Do any monitors use the I2C multi-peripheral feature to allow both DDC communication and an I2C EEPROM to exist at different addresses on the same bus? Or is it cheaper to integrate functionality into a controller chip? (Though DP tunnels EDID over the aux bus, and (I assume) doesn't use an EEPROM to begin with.)
crote|8 months ago
There are two main issues here. The first is that the standard EDID EEPROM is very limited in size, and a lot of monitors need more space. VESA solved this by adding a dummy "segment selector" register, located on a separate I2C address. This makes it incompatible with off-the-shelf I2C EEPROM chips, so you'd need some kind of custom EDID-specific EEPROM chip anyways.
The second issue is that most monitors have multiple input ports. A regular EEPROM chip can only be hooked up to a single port (I2C itself supports it, but the spec forbids it), so you'd need one EEPROM chip per port. That gets expensive quite quickly.
If you're already implementing DDC/CI via some kind of microcontroller, why not have it deal with EDID as well? Heck, you could even give the microcontroller a separate connection to an EEPROM to make it easier to program! The EDID part is absolutely trivial, I bet you could implement it in two dozen instructions without even trying very hard.

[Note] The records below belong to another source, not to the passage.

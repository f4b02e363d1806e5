//! Voice upload handling: base64 decoding, WAV validation, and wrapping raw
//! PCM16 capture in a WAV container for the transcriber.

use base64::Engine;
use hound::{SampleFormat, WavReader, WavSpec, WavWriter};
use serde::Deserialize;
use std::io::Cursor;
use utoipa::ToSchema;

/// Sample rate assumed for raw PCM16 uploads that do not state one.
pub const DEFAULT_PCM16_SAMPLE_RATE: u32 = 24_000;

#[derive(Debug, thiserror::Error)]
pub enum AudioError {
    #[error("audio is not valid base64: {0}")]
    InvalidBase64(#[from] base64::DecodeError),
    #[error("audio payload is empty")]
    Empty,
    #[error("audio is not a readable WAV file: {0}")]
    NotWav(#[source] hound::Error),
    #[error("failed to encode WAV audio: {0}")]
    Encode(#[source] hound::Error),
    #[error("PCM16 audio must contain an even number of bytes, got {0}")]
    OddPcmLength(usize),
    #[error("sample rate must be positive")]
    InvalidSampleRate,
}

/// Encoding of an uploaded recording.
#[derive(Debug, Clone, Copy, Default, PartialEq, Eq, Deserialize, ToSchema)]
#[serde(rename_all = "lowercase")]
pub enum AudioFormat {
    /// A complete WAV file, as produced by a browser recorder.
    #[default]
    Wav,
    /// Headerless little-endian 16-bit mono samples.
    Pcm16,
}

pub fn decode_base64(fragment: &str) -> Result<Vec<u8>, AudioError> {
    let bytes = base64::engine::general_purpose::STANDARD.decode(fragment.trim())?;
    if bytes.is_empty() {
        return Err(AudioError::Empty);
    }
    Ok(bytes)
}

/// Parses the WAV header of `bytes` and returns its format.
pub fn wav_spec(bytes: &[u8]) -> Result<WavSpec, AudioError> {
    let reader = WavReader::new(Cursor::new(bytes)).map_err(AudioError::NotWav)?;
    Ok(reader.spec())
}

/// Wraps little-endian PCM16 mono samples in a WAV container.
pub fn pcm16_to_wav(pcm: &[u8], sample_rate: u32) -> Result<Vec<u8>, AudioError> {
    if pcm.len() % 2 != 0 {
        return Err(AudioError::OddPcmLength(pcm.len()));
    }
    if sample_rate == 0 {
        return Err(AudioError::InvalidSampleRate);
    }

    let spec = WavSpec {
        channels: 1,
        sample_rate,
        bits_per_sample: 16,
        sample_format: SampleFormat::Int,
    };
    let mut cursor = Cursor::new(Vec::with_capacity(pcm.len() + 44));
    let mut writer = WavWriter::new(&mut cursor, spec).map_err(AudioError::Encode)?;
    for chunk in pcm.chunks_exact(2) {
        writer
            .write_sample(i16::from_le_bytes([chunk[0], chunk[1]]))
            .map_err(AudioError::Encode)?;
    }
    writer.finalize().map_err(AudioError::Encode)?;
    Ok(cursor.into_inner())
}

/// Turns an uploaded recording into WAV bytes ready for transcription.
pub fn prepare_recording(
    audio_base64: &str,
    format: AudioFormat,
    sample_rate: Option<u32>,
) -> Result<Vec<u8>, AudioError> {
    let bytes = decode_base64(audio_base64)?;
    match format {
        AudioFormat::Wav => {
            wav_spec(&bytes)?;
            Ok(bytes)
        }
        AudioFormat::Pcm16 => {
            pcm16_to_wav(&bytes, sample_rate.unwrap_or(DEFAULT_PCM16_SAMPLE_RATE))
        }
    }
}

No reason to make it even harder for yourself by keeping it separate.
nyanpasu64|8 months ago
I have another broken monitor's mainboard where the VGA and DVI's EDID pins go through 100 ohm resistors to {unpopulated 8-pin footprints, as well as the main chip}. I think this means the design considered saving EDID on dedicated EEPROM chips, but ended up integrating the data on the display receiver instead.